At first, the substrate fits less easily and rate slows.
The enzyme will then denature because it becomes so disrupted it stops working.
Optimum temperature differs from enzyme to enzyme.

65
Q

What is the effect of pH on enzyme action?

A

A change in pH may cause ionic and hydrogen bonds (that maintain the enzyme’s tertiary structure) to break, causing the active site to change shape so enzyme-substrate complexes can’t form anymore.
pH fluctuations inside organisms are usually small so they are more likely to reduce an enzyme’s activity than denature it.

66
Q

What is the effect of enzyme concentration on rate of reaction?

A

Increasing the enzyme concentration increases the rate of reaction.
The more enzyme molecules there are in a solution, the more likely a substrate molecule is to collide with one and form an enzyme-substrate complex.
If the amount of substrate is limiting, adding more enzyme has no effect since the available substrate is already being used as rapidly as it can be.

67
Q

What is the effect of substrate concentration on rate of reaction?

A

The higher the substrate concentration, the faster the rate of reaction.
More substrate molecules means collisions between substrate and enzyme are more likely, and so more active sites will be used.
After the saturation point, the addition of more substrate will have no effect on the rate of reaction since all the active sites are full.
Substrate concentration decreases with time during a reaction so the rate of reaction will also decrease (unless more substrate is added).

68
Q

What are the conditions for reactions to occur?

A

The reactants must collide with sufficient energy to alter the arrangement of their atoms to form the products.
The free energy of the products must be less that that of the reactants.

69
Q

What is the active site?

A

A specific region of the protein that is functional.

70
Q

What are enzymes?

A

Globular proteins that act as catalysts.

71
Q

What is the active site made of?

A

A small number of amino acids forming a small depression.

72
Q

How is the substrate held within the active site?

A

Temporary bonds form between certain amino acids of the active site and groups on the substrate molecule.

73
Q

What are the condition for an enzyme to work?

A

It must come into physical contact with the substrate and have a complementary active site and substrate.

74
Q

Why has our body temperature evolved to be 37 degrees instead of 40 degrees?

A

Despite many enzymes having an optimum temperature of 40 degrees,
- a higher temperature may increase metabolic rate which would be offset by the energy needed to maintain that temperature
- other proteins that are not enzymes could be denatured by higher temperatures.
- further rises in temperature (e.g. a fever) could denature enzymes.

75
Q

What is the formula for pH?

A

pH = -log10 [H+]

76
Q

How does the concentration of competitive inhibitors affect the rate of enzyme-controlled reactions?

A

Competitive inhibitor molecules have a similar shape to that of the substrate molecules so they compete with the substrate molecules to bind to the active site.
Increasing the concentration of substrate will decrease the effect of the inhibitor and so will increase the rate of reaction.

77
Q

What do non-competitive inhibitors do?
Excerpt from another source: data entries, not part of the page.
//! Per-session debounce + cancellable outgoing pushes.
//!
//! Bursts of updates for one session coalesce into a single outgoing
//! synchronization request carrying the last-scheduled payload. Firing
//! aborts any in-flight request for the same session first, so an older
//! request can never win after a newer one has been scheduled. Cancelling a
//! session kills both its pending timer and its in-flight request; a
//! cancelled session never produces a late network call.

use std::collections::HashMap;
use std::future::Future;
use std::sync::atomic::{AtomicU64, Ordering};
use std::sync::{Arc, Mutex as StdMutex, MutexGuard};
use tokio::task::JoinHandle;
use tokio::time::Duration;

use chrono::Utc;
use thiserror::Error;

use trackcast_core::types::{ClearRequest, NormalizedRecord, PushRequest};

use crate::timer::CancellableTimer;

/// Default debounce window before a scheduled update fires.
pub const DEFAULT_DEBOUNCE_MS: u64 = 500;

#[derive(Debug, Error)]
pub enum SinkError {
    #[error("companion unreachable: {0}")]
    Unreachable(String),
    #[error("request rejected: {0}")]
    Rejected(String),
}

/// Destination for outgoing synchronization requests.
pub trait PushSink: Send + Sync + 'static {
    fn push(&self, request: PushRequest) -> impl Future<Output = Result<(), SinkError>> + Send;
    fn clear(&self, request: ClearRequest) -> impl Future<Output = Result<(), SinkError>> + Send;
}

#[derive(Debug, Clone, Copy, PartialEq, Eq)]
enum OpKind {
    Push,
    Clear,
}

#[derive(Debug, Clone)]
enum Op {
    Push(PushRequest),
    Clear(ClearRequest),
}

impl Op {
    fn kind(&self) -> OpKind {
        match self {
            Self::Push(_) => OpKind::Push,
            Self::Clear(_) => OpKind::Clear,
        }
    }
}

#[derive(Debug)]
struct Inflight {
    token: u64,
    kind: OpKind,
    handle: JoinHandle<()>,
}

#[derive(Debug, Default)]
struct SessionOps {
    debounce: CancellableTimer,
    inflight: Option<Inflight>,
}

/// Debouncing dispatcher over a [`PushSink`].
#[derive(Debug)]
pub struct UpdateDispatcher<S> {
    sink: Arc<S>,
    debounce: Duration,
    sessions: Arc<StdMutex<HashMap<String, SessionOps>>>,
    next_token: Arc<AtomicU64>,
}

impl<S> Clone for UpdateDispatcher<S> {
    fn clone(&self) -> Self {
        Self {
            sink: Arc::clone(&self.sink),
            debounce: self.debounce,
            sessions: Arc::clone(&self.sessions),
            next_token: Arc::clone(&self.next_token),
        }
    }
}

impl<S: PushSink> UpdateDispatcher<S> {
    pub fn new(sink: S, debounce: Duration) -> Self {
        Self {
            sink: Arc::new(sink),
            debounce,
            sessions: Arc::new(StdMutex::new(HashMap::new())),
            next_token: Arc::new(AtomicU64::new(0)),
        }
    }

    fn lock_sessions(&self) -> MutexGuard<'_, HashMap<String, SessionOps>> {
        self.sessions.lock().unwrap_or_else(|e| e.into_inner())
    }

    /// Schedule a push for this session, replacing any pending timer for it.
    /// Timers do not stack: only the last-scheduled payload fires.
    pub fn schedule(&self, session_id: &str, record: NormalizedRecord) {
        let mut sessions = self.lock_sessions();
        let entry = sessions.entry(session_id.to_string()).or_default();

        let this = self.clone();
        let id = session_id.to_string();
        entry.debounce.schedule(self.debounce, async move {
            this.fire(&id, record);
        });
    }

    /// Abort any in-flight request for this session, then send.
    fn fire(&self, session_id: &str, record: NormalizedRecord) {
        self.spawn_op(
            session_id,
            Op::Push(PushRequest {
                session_id: session_id.to_string(),
                record,
                timestamp: Utc::now(),
            }),
        );
    }

    /// Send a clear for this session immediately, superseding any pending
    /// push. If a clear is already in flight for the session, skip — the
    /// clear path is idempotent.
    pub fn send_clear(&self, session_id: &str) {
        {
            let sessions = self.lock_sessions();
            if let Some(entry) = sessions.get(session_id)
                && entry
                    .inflight
                    .as_ref()
                    .is_some_and(|op| op.kind == OpKind::Clear && !op.handle.is_finished())
            {
                return;
            }
        }
        self.spawn_op(
            session_id,
            Op::Clear(ClearRequest {
                session_id: session_id.to_string(),
            }),
        );
    }

    fn spawn_op(&self, session_id: &str, op: Op) {
        let token = self.next_token.fetch_add(1, Ordering::SeqCst);
        let kind = op.kind();
        let sink = Arc::clone(&self.sink);
        let sessions = Arc::clone(&self.sessions);
        let id = session_id.to_string();

        let mut guard = self.lock_sessions();
        let entry = guard.entry(id.clone()).or_default();
        if kind == OpKind::Clear {
            entry.debounce.cancel();
        }
        if let Some(previous) = entry.inflight.take() {
            previous.handle.abort();
        }

        let handle = tokio::spawn(async move {
            let result = match op {
                Op::Clear(clear) => sink.clear(clear).await,
                Op::Push(push) => sink.push(push).await,
            };
            match result {
                Ok(()) => {
                    // Clear the in-flight slot only if it still holds the
                    // handle used for this send.
                    let mut sessions = sessions.lock().unwrap_or_else(|e| e.into_inner());
                    if let Some(entry) = sessions.get_mut(&id)
                        && entry.inflight.as_ref().is_some_and(|op| op.token == token)
                    {
                        entry.inflight = None;
                    }
                }
                Err(e) => {
                    tracing::warn!("sync request for {id} failed: {e}");
                }
            }
        });

        entry.inflight = Some(Inflight {
            token,
            kind,
            handle,
        });
    }

    /// Cancel everything outstanding for a session: the pending debounce
    /// timer and any in-flight request. Idempotent; never fails.
    pub fn cancel(&self, session_id: &str) {
        let mut sessions = self.lock_sessions();
        if let Some(mut entry) = sessions.remove(session_id) {
            entry.debounce.cancel();
            if let Some(inflight) = entry.inflight.take() {
                inflight.handle.abort();
            }
        }
    }

    /// Whether a debounce timer is pending for this session.
    pub fn has_pending(&self, session_id: &str) -> bool {
        self.lock_sessions()
            .get(session_id)
            .is_some_and(|entry| entry.debounce.is_pending())
    }
}

// ─── Tests ────────────────────────────────────────────────────────

#[cfg(test)]
mod tests {
    use super::*;
    use tokio::time::{advance, sleep};

    /// Sink that records completions after an optional artificial delay.
    struct RecordingSink {
        pushes: StdMutex<Vec<PushRequest>>,
        clears: StdMutex<Vec<String>>,
        delay: Duration,
    }

    impl RecordingSink {
        fn new(delay: Duration) -> Self {
            Self {
                pushes: StdMutex::new(Vec::new()),
                clears: StdMutex::new(Vec::new()),
                delay,
            }
        }
    }

    impl PushSink for Arc<RecordingSink> {
        async fn push(&self, request: PushRequest) -> Result<(), SinkError> {
            sleep(self.delay).await;
            self.pushes.lock().expect("lock").push(request);
            Ok(())
        }

        async fn clear(&self, request: ClearRequest) -> Result<(), SinkError> {
            sleep(self.delay).await;
            self.clears.lock().expect("lock").push(request.session_id);
            Ok(())
        }
    }

    fn record(title: &str) -> NormalizedRecord {
        NormalizedRecord {
            title: title.to_string(),
            artist: "Artist".to_string(),
            progress_seconds: 0.0,
            duration_seconds: 180.0,
            is_playing: true,
            source_rule_id: Some("r1".to_string()),
        }
    }

    async fn settle() {
        for _ in 0..10 {
            tokio::task::yield_now().await;
        }
    }

    #[tokio::test(start_paused = true)]
    async fn debounce_coalesces_to_last_payload() {
        let sink = Arc::new(RecordingSink::new(Duration::ZERO));
        let dispatcher = UpdateDispatcher::new(Arc::clone(&sink), Duration::from_millis(500));

        for i in 1..=5 {
            dispatcher.schedule("tab-1", record(&format!("Song {i}")));
            advance(Duration::from_millis(100)).await;
        }

        advance(Duration::from_millis(600)).await;
        settle().await;

        let pushes = sink.pushes.lock().expect("lock");
        assert_eq!(pushes.len(), 1, "burst coalesces into one push");
        assert_eq!(pushes[0].record.title, "Song 5", "last payload wins");
    }

    #[tokio::test(start_paused = true)]
    async fn sessions_debounce_independently() {
        let sink = Arc::new(RecordingSink::new(Duration::ZERO));
        let dispatcher = UpdateDispatcher::new(Arc::clone(&sink), Duration::from_millis(500));

        dispatcher.schedule("tab-a", record("A"));
        dispatcher.schedule("tab-b", record("B"));

        advance(Duration::from_millis(600)).await;
        settle().await;

        let pushes = sink.pushes.lock().expect("lock");
        assert_eq!(pushes.len(), 2, "each session fires its own push");
    }

    #[tokio::test(start_paused = true)]
    async fn cancel_kills_pending_timer_and_inflight_request() {
        let sink = Arc::new(RecordingSink::new(Duration::from_secs(1)));
        let dispatcher = UpdateDispatcher::new(Arc::clone(&sink), Duration::from_millis(500));

        // First update fires and goes in flight (slow sink).
        dispatcher.schedule("tab-1", record("In flight"));
        advance(Duration::from_millis(510)).await;
        settle().await;

        // Second update is still pending when the session is cancelled.
        dispatcher.schedule("tab-1", record("Pending"));
        assert!(dispatcher.has_pending("tab-1"));

        dispatcher.cancel("tab-1");
        dispatcher.cancel("tab-1"); // idempotent

        advance(Duration::from_secs(5)).await;
        settle().await;

        assert!(sink.pushes.lock().expect("lock").is_empty(), "no late network calls");
        assert!(!dispatcher.has_pending("tab-1"));
    }

    #[tokio::test(start_paused = true)]
    async fn newer_push_aborts_superseded_inflight() {
        let sink = Arc::new(RecordingSink::new(Duration::from_secs(1)));
        let dispatcher = UpdateDispatcher::new(Arc::clone(&sink), Duration::from_millis(500));

        dispatcher.schedule("tab-1", record("Old"));
        advance(Duration::from_millis(510)).await;
        settle().await; // "Old" now in flight, sleeping in the sink

        dispatcher.schedule("tab-1", record("New"));
        advance(Duration::from_millis(510)).await;
        settle().await; // firing "New" aborts "Old" first

        advance(Duration::from_secs(2)).await;
        settle().await;

        let pushes = sink.pushes.lock().expect("lock");
        assert_eq!(pushes.len(), 1, "aborted request never completes");
        assert_eq!(pushes[0].record.title, "New");
    }

    #[tokio::test(start_paused = true)]
    async fn clear_supersedes_pending_push() {
        let sink = Arc::new(RecordingSink::new(Duration::ZERO));
        let dispatcher = UpdateDispatcher::new(Arc::clone(&sink), Duration::from_millis(500));

        dispatcher.schedule("tab-1", record("Never sent"));
        dispatcher.send_clear("tab-1");

        advance(Duration::from_secs(2)).await;
        settle().await;

        assert!(sink.pushes.lock().expect("lock").is_empty());
        assert_eq!(sink.clears.lock().expect("lock").as_slice(), ["tab-1"]);
    }

    #[tokio::test(start_paused = true)]
    async fn duplicate_clear_is_skipped_while_one_is_in_flight() {
        let sink = Arc::new(RecordingSink::new(Duration::from_secs(1)));
        let dispatcher = UpdateDispatcher::new(Arc::clone(&sink), Duration::from_millis(500));

        dispatcher.send_clear("tab-1");
        settle().await;
        dispatcher.send_clear("tab-1");
        dispatcher.send_clear("tab-1");

        advance(Duration::from_secs(3)).await;
        settle().await;

        assert_eq!(
            sink.clears.lock().expect("lock").len(),
            1,
            "redundant clears are skipped while one is in flight"
        );
    }
}
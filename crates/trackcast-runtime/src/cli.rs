//! CLI definition using clap derive.

use clap::{Parser, Subcommand};

#[derive(Parser)]
#[command(name = "trackcast", about = "media session arbitration and presence sync")]
pub struct Cli {
    #[command(subcommand)]
    pub command: Command,
}

#[derive(Subcommand)]
pub enum Command {
    /// Run the arbitration daemon (candidate ingest + polling loop)
    Arbiter(ArbiterOpts),
    /// Run the presence companion (push server + reconcile loop)
    Companion(CompanionOpts),
    /// Show arbiter and companion health
    Status(StatusOpts),
    /// Print the played-track history (newest last)
    History(HistoryOpts),
}

#[derive(clap::Args)]
pub struct ArbiterOpts {
    /// Ingest/status socket path (default: per-user runtime dir)
    #[arg(long)]
    pub socket: Option<String>,

    /// Companion socket to push synchronized state to
    #[arg(long)]
    pub companion_socket: Option<String>,

    /// Arbitration poll interval in milliseconds
    #[arg(long, default_value = "1000")]
    pub poll_interval_ms: u64,

    /// Liveness probe timeout in milliseconds
    #[arg(long, default_value = "800")]
    pub probe_timeout_ms: u64,

    /// Debounce window before an update fires, in milliseconds
    #[arg(long, default_value = "500")]
    pub debounce_ms: u64,

    /// Consecutive failed probes before a session is treated as absent
    #[arg(long, default_value = "3")]
    pub stuck_threshold: u32,

    /// Sessions unobserved for this many seconds are deleted
    #[arg(long, default_value = "60")]
    pub stale_after_secs: u64,

    /// JSON file with the enabled pattern rules; without it a single
    /// match-everything rule is used
    #[arg(long)]
    pub rules_file: Option<String>,
}

#[derive(clap::Args)]
pub struct CompanionOpts {
    /// Push/health socket path (default: per-user runtime dir)
    #[arg(long)]
    pub socket: Option<String>,

    /// Socket of the remote presence endpoint; without it activity updates
    /// are logged instead of sent
    #[arg(long)]
    pub presence_socket: Option<String>,

    /// Reconcile tick interval in milliseconds
    #[arg(long, default_value = "1000")]
    pub tick_interval_ms: u64,

    /// Minimum continuous play time before a track enters history, seconds
    #[arg(long, default_value = "25")]
    pub dwell_secs: u64,

    /// Clear presence after this many seconds without an incoming signal
    #[arg(long, default_value = "60")]
    pub auto_clear_secs: u64,

    /// Minimum seconds between pushes of an identical payload
    #[arg(long, default_value = "15")]
    pub min_update_secs: u64,

    /// Delay between presence connect attempts, milliseconds
    #[arg(long, default_value = "2000")]
    pub retry_delay_ms: u64,

    /// Bound on a single presence connect attempt, milliseconds
    #[arg(long, default_value = "10000")]
    pub connect_timeout_ms: u64,

    /// History log path (default: per-user data dir)
    #[arg(long)]
    pub history_file: Option<String>,
}

#[derive(clap::Args)]
pub struct StatusOpts {
    #[arg(long)]
    pub socket: Option<String>,
    #[arg(long)]
    pub companion_socket: Option<String>,
}

#[derive(clap::Args)]
pub struct HistoryOpts {
    #[arg(long)]
    pub companion_socket: Option<String>,
}

/// Per-user runtime directory for sockets.
fn runtime_dir() -> String {
    if let Ok(dir) = std::env::var("XDG_RUNTIME_DIR") {
        return format!("{dir}/trackcast");
    }
    let user = std::env::var("USER").unwrap_or_else(|_| "unknown".to_string());
    format!("/tmp/trackcast-{user}")
}

pub fn default_arbiter_socket() -> String {
    format!("{}/arbiterd.sock", runtime_dir())
}

pub fn default_companion_socket() -> String {
    format!("{}/companiond.sock", runtime_dir())
}

/// Default history log location under the user's data dir.
pub fn default_history_path() -> String {
    if let Ok(dir) = std::env::var("XDG_DATA_HOME") {
        return format!("{dir}/trackcast/history.jsonl");
    }
    if let Ok(home) = std::env::var("HOME") {
        return format!("{home}/.local/share/trackcast/history.jsonl");
    }
    format!("{}/history.jsonl", runtime_dir())
}
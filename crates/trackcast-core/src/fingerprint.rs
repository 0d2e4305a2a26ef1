//! Derived comparison keys for presence dedup.
//!
//! The presence fingerprint covers exactly the fields the remote endpoint
//! displays — title, artist, play state, duration, and a coarse progress
//! bucket. Raw sub-second progress is deliberately excluded so ordinary
//! playback advancement does not cause redundant pushes.

use crate::types::NormalizedRecord;

/// Width of the coarse progress bucket in seconds. Progress movement within
/// a bucket does not change the fingerprint.
pub const PROGRESS_BUCKET_SECS: u64 = 15;

/// Field separator for derived keys; unit separator avoids collisions with
/// titles containing printable punctuation.
const SEP: char = '\u{1f}';

/// Coarse progress bucket index for a raw progress value.
pub fn progress_bucket(progress_seconds: f64) -> u64 {
    if !progress_seconds.is_finite() || progress_seconds <= 0.0 {
        return 0;
    }
    (progress_seconds as u64) / PROGRESS_BUCKET_SECS
}

/// Fingerprint over the fields that matter for presence display.
///
/// Two records with the same fingerprint would render identically on the
/// remote endpoint, so pushing both is redundant.
pub fn presence_fingerprint(record: &NormalizedRecord) -> String {
    format!(
        "{}{SEP}{}{SEP}{}{SEP}{}{SEP}{}",
        record.title,
        record.artist,
        record.is_playing,
        progress_bucket(record.progress_seconds),
        record.duration_seconds.round() as i64,
    )
}

/// Comparison key ignoring progress entirely. Used by the history dwell
/// rule: only a change to this key re-arms the dwell timer.
pub fn dwell_key(record: &NormalizedRecord) -> String {
    format!(
        "{}{SEP}{}{SEP}{}{SEP}{}",
        record.title,
        record.artist,
        record.is_playing,
        record.source_label(),
    )
}

// ─── Tests ────────────────────────────────────────────────────────
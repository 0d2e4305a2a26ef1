//! Reconciles incoming records against the last state believed pushed.
//!
//! The reconciler never queues: it tracks the desired state (latest valid
//! incoming record) and the pushed state (what the endpoint last accepted),
//! and converges the two whenever the connection is ready. Redundant pushes
//! are suppressed by fingerprint within a minimum update interval; pauses,
//! silence, and stale clients all collapse to an idempotent clear.

use chrono::{DateTime, TimeDelta, Utc};

use trackcast_core::fingerprint::{dwell_key, presence_fingerprint};
use trackcast_core::types::{ActivitySnapshot, PushRequest};

use crate::connection::{ConnectionManager, SendOutcome};
use crate::history::{HistoryLog, HistoryRecorder};
use crate::transport::TransportFactory;

/// Timing knobs for the reconcile loop.
#[derive(Debug, Clone)]
pub struct ReconcilerConfig {
    /// Identical fingerprints within this window are not re-pushed.
    pub min_update_interval: TimeDelta,
    /// With no incoming signal for this long, the activity is cleared.
    pub auto_clear_after: TimeDelta,
    /// Incoming requests stamped older than this are from a client that is
    /// no longer live; they are dropped and the activity cleared.
    pub client_inactive_after: TimeDelta,
}

impl Default for ReconcilerConfig {
    fn default() -> Self {
        Self {
            min_update_interval: TimeDelta::seconds(15),
            auto_clear_after: TimeDelta::seconds(60),
            client_inactive_after: TimeDelta::seconds(45),
        }
    }
}

/// Companion-side reconciler. Owns the desired/pushed state pair and the
/// history recorder; drives the connection manager but never blocks on it.
pub struct ActivityReconciler<L> {
    config: ReconcilerConfig,
    /// Latest valid incoming state (fingerprint + record).
    desired: Option<ActivitySnapshot>,
    /// Last state believed to be reflected in the remote endpoint.
    pushed: Option<ActivitySnapshot>,
    last_incoming_at: Option<DateTime<Utc>>,
    recorder: HistoryRecorder<L>,
}

impl<L: HistoryLog> ActivityReconciler<L> {
    pub fn new(config: ReconcilerConfig, recorder: HistoryRecorder<L>) -> Self {
        Self {
            config,
            desired: None,
            pushed: None,
            last_incoming_at: None,
            recorder,
        }
    }

    /// Current pushed snapshot (None when cleared).
    pub fn pushed(&self) -> Option<&ActivitySnapshot> {
        self.pushed.as_ref()
    }

    pub fn recorder(&self) -> &HistoryRecorder<L> {
        &self.recorder
    }

    /// Handle one incoming push from the arbiter.
    pub async fn handle_push<F: TransportFactory>(
        &mut self,
        request: PushRequest,
        conn: &mut ConnectionManager<F>,
        now: DateTime<Utc>,
    ) {
        if let Err(e) = request.record.validate() {
            tracing::warn!(
                "dropping malformed record from {}: {e}",
                request.session_id
            );
            return;
        }
        if now.signed_duration_since(request.timestamp) > self.config.client_inactive_after {
            tracing::warn!(
                "dropping push from inactive client {} (stamped {})",
                request.session_id,
                request.timestamp
            );
            self.clear(conn, now).await;
            return;
        }

        self.last_incoming_at = Some(now);

        if !request.record.is_playing {
            self.clear(conn, now).await;
            return;
        }

        let record = request.record;
        self.recorder.observe(
            &dwell_key(&record),
            &record.title,
            &record.artist,
            record.source_label(),
            now,
        );

        let fingerprint = presence_fingerprint(&record);
        self.desired = Some(ActivitySnapshot {
            fingerprint,
            payload: record,
            set_at: now,
        });
        self.flush(conn, now).await;
    }

    /// Handle an explicit clear from the arbiter.
    pub async fn handle_clear<F: TransportFactory>(
        &mut self,
        session_id: &str,
        conn: &mut ConnectionManager<F>,
        now: DateTime<Utc>,
    ) {
        tracing::debug!("clear requested for session {session_id}");
        self.last_incoming_at = Some(now);
        self.clear(conn, now).await;
    }

    /// Periodic tick: drive the connection state machine, expire silent
    /// activity, converge desired vs pushed, and commit due history.
    pub async fn tick<F: TransportFactory>(
        &mut self,
        conn: &mut ConnectionManager<F>,
        now: DateTime<Utc>,
    ) {
        conn.ensure_ready(now).await;

        let silent = self
            .last_incoming_at
            .is_some_and(|at| now.signed_duration_since(at) > self.config.auto_clear_after);
        if silent && (self.desired.is_some() || self.pushed.is_some()) {
            tracing::info!("no incoming signal, clearing presence");
            self.clear(conn, now).await;
        } else if self.desired.is_none() {
            // A clear that could not reach the endpoint earlier retries here.
            self.retry_pending_clear(conn, now).await;
        } else {
            self.flush(conn, now).await;
        }

        if let Some(outcome) = self.recorder.poll_due(now) {
            tracing::debug!("history commit: {outcome:?}");
        }
    }

    /// Converge the endpoint toward the desired state: push when the
    /// fingerprint differs from what was last pushed, or as a keep-alive
    /// once the minimum update interval has elapsed.
    async fn flush<F: TransportFactory>(
        &mut self,
        conn: &mut ConnectionManager<F>,
        now: DateTime<Utc>,
    ) {
        let Some(desired) = &self.desired else { return };

        let should_push = match &self.pushed {
            None => true,
            Some(pushed) => {
                pushed.fingerprint != desired.fingerprint
                    || now.signed_duration_since(pushed.set_at) >= self.config.min_update_interval
            }
        };
        if !should_push || !conn.is_ready() {
            return;
        }

        if conn.push_activity(&desired.payload, now).await == SendOutcome::Sent {
            self.pushed = Some(ActivitySnapshot {
                fingerprint: desired.fingerprint.clone(),
                payload: desired.payload.clone(),
                set_at: now,
            });
        }
    }

    /// Idempotent clear: drop desired state and pending history, and clear
    /// the endpoint if it still shows something. When the endpoint is
    /// unreachable the pushed snapshot is kept so the clear retries on the
    /// next tick.
    async fn clear<F: TransportFactory>(
        &mut self,
        conn: &mut ConnectionManager<F>,
        now: DateTime<Utc>,
    ) {
        self.desired = None;
        self.recorder.discard_pending();
        self.retry_pending_clear(conn, now).await;
    }

    async fn retry_pending_clear<F: TransportFactory>(
        &mut self,
        conn: &mut ConnectionManager<F>,
        now: DateTime<Utc>,
    ) {
        if self.pushed.is_none() {
            return;
        }
        if conn.clear_activity(now).await == SendOutcome::Sent {
            self.pushed = None;
        }
    }
}

// ─── Tests ────────────────────────────────────────────────────────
What effect does increasing the concentration of substrate have on the effect of the inhibitor (and therefore the rate of reaction)?

A

Non-competitive inhibitors bind to another binding site other than the active site.
This causes the active site to change shape so the substrate molecules can no longer bind to it.
Increasing the concentration of substrate won’t make any difference to the effect of the inhibitor and so the reaction rate won’t change.

78
Q

What are the properties of an enzyme related to?

A

The tertiary structure of its active site and its ability to combine with complementary substrates to form an enzyme-substrate complex.